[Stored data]
Segment Open
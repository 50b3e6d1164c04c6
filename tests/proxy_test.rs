mod common;

use common::{ok, ScriptedServer};
use latticenet::base::neterror::NetError;
use latticenet::client;
use latticenet::socket::proxy::ProxySettings;

#[tokio::test]
async fn test_http_through_proxy_uses_absolute_form() {
    let proxy = ScriptedServer::start(vec![ok("via proxy")]).await;
    let settings = ProxySettings::new(proxy.url("")).unwrap().with_auth("agent", "s3cret");

    let response = tokio::task::spawn_blocking(move || {
        client::get("http://origin.invalid:8080/page?x=1")
            .proxy_settings(settings)
            .send()
    })
    .await
    .unwrap()
    .unwrap();
    assert_eq!(response.text(), "via proxy");

    let request = &proxy.requests()[0];
    assert!(request.starts_with("GET http://origin.invalid:8080/page?x=1 HTTP/1.1\r\n"));
    assert!(request.contains("Host: origin.invalid:8080\r\n"));
    assert!(request.contains("Proxy-Authorization: Basic YWdlbnQ6czNjcmV0\r\n"));
}

#[tokio::test]
async fn test_https_through_proxy_sends_connect() {
    let proxy = ScriptedServer::start(vec![
        "HTTP/1.1 403 Forbidden\r\nContent-Length: 0\r\n\r\n".to_string(),
    ])
    .await;
    let proxy_url = proxy.url("");

    let result = tokio::task::spawn_blocking(move || {
        client::get("https://secure.invalid/account")
            .proxy(proxy_url.as_str())
            .send()
    })
    .await
    .unwrap();
    assert!(matches!(result, Err(NetError::TunnelConnectionFailed)));

    let requests = proxy.requests();
    assert_eq!(requests.len(), 1);
    assert!(requests[0].starts_with("CONNECT secure.invalid:443 HTTP/1.1\r\nHost: secure.invalid:443\r\n"));
    assert!(!requests[0].contains("Proxy-Authorization"));
}

#[tokio::test]
async fn test_tunnel_then_handshake_failure() {
    // The proxy accepts the tunnel and hangs up instead of relaying TLS.
    let proxy = ScriptedServer::start(vec![
        "HTTP/1.1 200 Connection Established\r\nConnection: close\r\n\r\n".to_string(),
    ])
    .await;
    let settings = ProxySettings::new(proxy.url("")).unwrap().with_auth("u", "p");

    let result = tokio::task::spawn_blocking(move || {
        client::get("https://secure.invalid:8443/")
            .proxy_settings(settings)
            .send()
    })
    .await
    .unwrap();

    match result {
        Err(NetError::SslHandshakeFailed { host, .. }) => assert_eq!(host, "secure.invalid"),
        other => panic!("expected handshake failure, got {other:?}"),
    }
    let request = &proxy.requests()[0];
    assert!(request.starts_with("CONNECT secure.invalid:8443 HTTP/1.1\r\n"));
    assert!(request.contains("Proxy-Authorization: Basic dTpw\r\n"));
}

#[test]
fn test_proxy_settings_validation() {
    assert!(matches!(
        ProxySettings::new("/relative"),
        Err(NetError::RelativeUrl(_))
    ));
    assert!(matches!(
        ProxySettings::new("socks5://127.0.0.1:1080"),
        Err(NetError::UnknownUrlScheme(_))
    ));

    let proxy = ProxySettings::new("http://proxy.local:3128").unwrap();
    assert_eq!(proxy.host_port(), ("proxy.local", 3128));
    assert!(!proxy.requires_auth());
    assert!(!format!("{:?}", proxy.with_auth("u", "hidden")).contains("hidden"));
}
//! Case-insensitive, insertion-ordered header map.

use std::fmt::{self, Write};

/// Header map that preserves insertion order and the caller's spelling of
/// names while matching them ASCII case-insensitively.
///
/// `insert` overwrites in place: the header keeps its original position and
/// spelling and takes the new value.
#[derive(Debug, Clone, Default, PartialEq, Eq)]
pub struct Header {
    entries: Vec<(String, String)>,
}

impl Header {
    pub fn new() -> Self {
        Self::default()
    }

    /// Set `name` to `value`, replacing any existing value.
    pub fn insert(&mut self, name: impl Into<String>, value: impl Into<String>) {
        let name = name.into();
        let value = value.into();
        match self.position(&name) {
            Some(idx) => self.entries[idx].1 = value,
            None => self.entries.push((name, value)),
        }
    }

    /// Add `value` to `name`, joining repeated headers with `, `.
    pub fn append(&mut self, name: impl Into<String>, value: impl Into<String>) {
        let name = name.into();
        let value = value.into();
        match self.position(&name) {
            Some(idx) => {
                let existing = &mut self.entries[idx].1;
                if !existing.is_empty() {
                    existing.push_str(", ");
                }
                existing.push_str(&value);
            }
            None => self.entries.push((name, value)),
        }
    }

    /// Set `name` only if it is not already present.
    pub fn insert_default(&mut self, name: &str, value: impl Into<String>) {
        if !self.contains(name) {
            self.entries.push((name.to_string(), value.into()));
        }
    }

    pub fn get(&self, name: &str) -> Option<&str> {
        self.position(name).map(|idx| self.entries[idx].1.as_str())
    }

    pub fn contains(&self, name: &str) -> bool {
        self.position(name).is_some()
    }

    pub fn remove(&mut self, name: &str) -> Option<String> {
        self.position(name).map(|idx| self.entries.remove(idx).1)
    }

    pub fn iter(&self) -> impl Iterator<Item = (&str, &str)> {
        self.entries.iter().map(|(n, v)| (n.as_str(), v.as_str()))
    }

    pub fn len(&self) -> usize {
        self.entries.len()
    }

    pub fn is_empty(&self) -> bool {
        self.entries.is_empty()
    }

    pub fn host(&self) -> Option<&str> {
        self.get("Host")
    }

    pub fn user_agent(&self) -> Option<&str> {
        self.get("User-Agent")
    }

    pub fn accept(&self) -> Option<&str> {
        self.get("Accept")
    }

    pub fn authorization(&self) -> Option<&str> {
        self.get("Authorization")
    }

    pub fn cookie(&self) -> Option<&str> {
        self.get("Cookie")
    }

    pub fn connection(&self) -> Option<&str> {
        self.get("Connection")
    }

    pub fn content_type(&self) -> Option<&str> {
        self.get("Content-Type")
    }

    pub fn content_length(&self) -> Option<usize> {
        self.get("Content-Length")
            .and_then(|v| v.trim().parse().ok())
    }

    /// `Connection: close` was requested.
    pub fn close_connection(&self) -> bool {
        self.connection()
            .is_some_and(|v| v.trim().eq_ignore_ascii_case("close"))
    }

    /// Write the wire form: `Name: value\r\n`, or `Name;\r\n` for an empty value.
    pub fn write_to(&self, out: &mut String) {
        for (name, value) in &self.entries {
            // `write!` into a String cannot fail
            let _ = if value.is_empty() {
                write!(out, "{name};\r\n")
            } else {
                write!(out, "{name}: {value}\r\n")
            };
        }
    }

    fn position(&self, name: &str) -> Option<usize> {
        self.entries
            .iter()
            .position(|(n, _)| n.eq_ignore_ascii_case(name))
    }
}

impl fmt::Display for Header {
    fn fmt(&self, f: &mut fmt::Formatter<'_>) -> fmt::Result {
        let mut out = String::new();
        self.write_to(&mut out);
        f.write_str(&out)
    }
}

impl<N: Into<String>, V: Into<String>> FromIterator<(N, V)> for Header {
    fn from_iter<I: IntoIterator<Item = (N, V)>>(iter: I) -> Self {
        let mut header = Header::new();
        header.extend(iter);
        header
    }
}

impl<N: Into<String>, V: Into<String>> Extend<(N, V)> for Header {
    fn extend<I: IntoIterator<Item = (N, V)>>(&mut self, iter: I) {
        for (name, value) in iter {
            self.insert(name, value);
        }
    }
}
Segment Closed
If a line above holds the word "client", count it; then say how many such lines there are and nothing else.

4